- Born: 1970 (age 55–56)
- Citizenship: United States
- Occupations: businesswoman philanthropist
- Known for: former COO of Glenview Capital Management; founder of the Nduna Foundation;
- Spouse: Larry Robbins (div.)
- Children: four
- Website: ndunafoundation.org

= Amy Towers =

American businesswoman and philanthropist

Amy L. Towers (born 1970) is an American philanthropist and businesswoman who was formerly the chief operating officer of Glenview Capital Management.

==Biography==
Towers was a French language and Finance major in college and then worked as a banker for nine years before becoming COO of the hedge fund Glenview Capital Management, founded by her former husband. In 2004, after five years at Glenview, she left the firm to become a full-time philanthropist.

==Philanthropy==
In 2006, Amy and her then husband donated $5 million to create the Mercury Fund for Emergency Response which provides UNICEF with dedicated funds to use during the early stages of disasters and humanitarian crises. In 2006, she was awarded UNICEF’s Audrey Hepburn Humanitarian Award for her work in conflict zones in Niger, Ethiopia, South Sudan, Darfur, Somalia, and Zimbabwe. In 2007, she founded the Nduna Foundation to provide aid to children in the developing world with an emphasis on food security, HIV/AIDS, education, conservation, and wildlife restoration in Africa. In 2008, she donated $2 million to Teach for America to recruit teachers. In 2010, she donated $1 million to establish the Zimbabwe Collaborative Centre for Operational Research and Evaluation, a policy research and data hub in Zimbabwe created in partnership with the United Nations Children's Fund that provides information to charitable organizations looking to provide assistance in Zimbabwe. In 2010, she elected to serve a five-year term on the board of directors of the Centers for Disease Control and Prevention Foundation. In 2010, Richard Branson, the Nduna Foundation, and Humanity United, an organization backed by Pam Omidyar, the wife of eBay founder Pierre Omidyar founded Enterprise Zimbabwe.

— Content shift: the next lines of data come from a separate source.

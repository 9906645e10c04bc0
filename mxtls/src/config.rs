use std::{
    path::{Path, PathBuf},
    time::Duration,
};

use mxtls_common::{config::ProbeTimeouts, logging::LogFormat};
use mxtls_processor::ProcessorConfig;
use mxtls_smtp::SmtpConfig;
use serde::Deserialize;
use thiserror::Error;

/// Environment variable naming the configuration file.
pub const CONFIG_ENV: &str = "MXTLS_CONFIG";

const DEFAULT_PATHS: [&str; 2] = ["./mxtls.config.ron", "/etc/mxtls/mxtls.config.ron"];

#[derive(Debug, Error)]
pub enum ConfigError {
    #[error("MXTLS_CONFIG points to non-existent file: {}", .0.display())]
    Missing(PathBuf),

    #[error("Failed to read config from {}: {source}", path.display())]
    Read {
        path: PathBuf,
        #[source]
        source: std::io::Error,
    },

    #[error("Invalid config: {0}")]
    Parse(#[from] ron::error::SpannedError),
}

/// Everything the binary can be configured with. Every section is optional.
///
/// ```ron
/// (
///     smtp: (gateway_suffix: "probe.example.net"),
///     timeouts: (connect_secs: 30),
///     processor: (max_batch_size: 20),
/// )
/// ```
#[derive(Debug, Clone, PartialEq, Eq, Deserialize)]
pub struct Config {
    #[serde(default)]
    pub smtp: SmtpConfig,

    #[serde(default)]
    pub timeouts: ProbeTimeouts,

    #[serde(default)]
    pub processor: ProcessorConfig,

    #[serde(default)]
    pub log_format: LogFormat,

    /// How long `serve` waits on stdin for the rest of a batch (in seconds)
    ///
    /// Default: 1 second
    #[serde(default = "defaults::linger_secs")]
    pub linger_secs: u64,
}

impl Default for Config {
    fn default() -> Self {
        Self {
            smtp: SmtpConfig::default(),
            timeouts: ProbeTimeouts::default(),
            processor: ProcessorConfig::default(),
            log_format: LogFormat::default(),
            linger_secs: defaults::linger_secs(),
        }
    }
}

impl Config {
    /// Finds the configuration file using the following precedence:
    /// 1. `MXTLS_CONFIG` environment variable
    /// 2. ./mxtls.config.ron (current working directory)
    /// 3. /etc/mxtls/mxtls.config.ron (system-wide config)
    ///
    /// # Errors
    ///
    /// When `MXTLS_CONFIG` names a file that does not exist.
    pub fn discover() -> Result<Option<PathBuf>, ConfigError> {
        if let Ok(env_path) = std::env::var(CONFIG_ENV) {
            let path = PathBuf::from(env_path);
            return if path.exists() {
                Ok(Some(path))
            } else {
                Err(ConfigError::Missing(path))
            };
        }

        Ok(DEFAULT_PATHS.iter().map(PathBuf::from).find(|path| path.exists()))
    }

    /// # Errors
    ///
    /// When the file cannot be read or is not valid RON.
    pub fn load(path: &Path) -> Result<Self, ConfigError> {
        let content = std::fs::read_to_string(path).map_err(|source| ConfigError::Read {
            path: path.to_path_buf(),
            source,
        })?;

        Self::parse(&content)
    }

    /// # Errors
    ///
    /// When `content` is not a valid configuration.
    pub fn parse(content: &str) -> Result<Self, ConfigError> {
        Ok(ron::from_str(content)?)
    }

    pub const fn linger(&self) -> Duration {
        Duration::from_secs(self.linger_secs)
    }
}

mod defaults {
    pub const fn linger_secs() -> u64 {
        1
    }
}

#[cfg(test)]
mod tests {
    use pretty_assertions::assert_eq;

    use super::*;

    #[test]
    fn test_empty_config_is_default() {
        let config = Config::parse("()").unwrap();
        assert_eq!(config, Config::default());
        assert_eq!(config.linger(), Duration::from_secs(1));
        assert_eq!(config.smtp.port, 25);
        assert_eq!(config.processor.max_batch_size, 10);
    }

    #[test]
    fn test_sections_override_defaults() {
        let config = Config::parse(
            r#"(
                smtp: (gateway_suffix: "probe.example.net", port: 2525),
                timeouts: (connect_secs: 30),
                processor: (max_batch_size: 20),
                log_format: json,
            )"#,
        )
        .unwrap();

        assert_eq!(config.smtp.gateway_suffix, "probe.example.net");
        assert_eq!(config.smtp.port, 2525);
        assert_eq!(config.timeouts.connect_secs, 30);
        assert_eq!(config.timeouts.receive_secs, 300);
        assert_eq!(config.processor.max_batch_size, 20);
        assert_eq!(config.log_format, LogFormat::Json);
    }

    #[test]
    fn test_load_reports_the_path() {
        let error = Config::load(Path::new("/nonexistent/mxtls.config.ron")).unwrap_err();
        assert!(error.to_string().contains("/nonexistent/mxtls.config.ron"));
    }

    #[test]
    fn test_load_from_file() {
        let file = tempfile::NamedTempFile::new().unwrap();
        std::fs::write(file.path(), "(linger_secs: 5)").unwrap();

        let config = Config::load(file.path()).unwrap();
        assert_eq!(config.linger(), Duration::from_secs(5));
    }
}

She serves as a Member of the Advisory Council of Acumen Fund, as board member of Human Rights Watch, The Elders, WITNESS, The U.S. Fund for UNICEF, The National Fish and Wildlife Foundation, Millennium Promise, KIPP Academy Charter Schools, The Allen-Stevenson School, and Teach for All. She is also actively involved with the Robin Hood Foundation, the International Medical Corps, and The Elizabeth Glaser Pediatric AIDS Foundation. She is currently the board chair of Mana Nutrition, a producer of RUTF in Fitzgerald, GA.

==Personal life==
She was married to hedge fund manager Larry Robbins. They had four sons and later divorced. She is now married to Jeff Towers.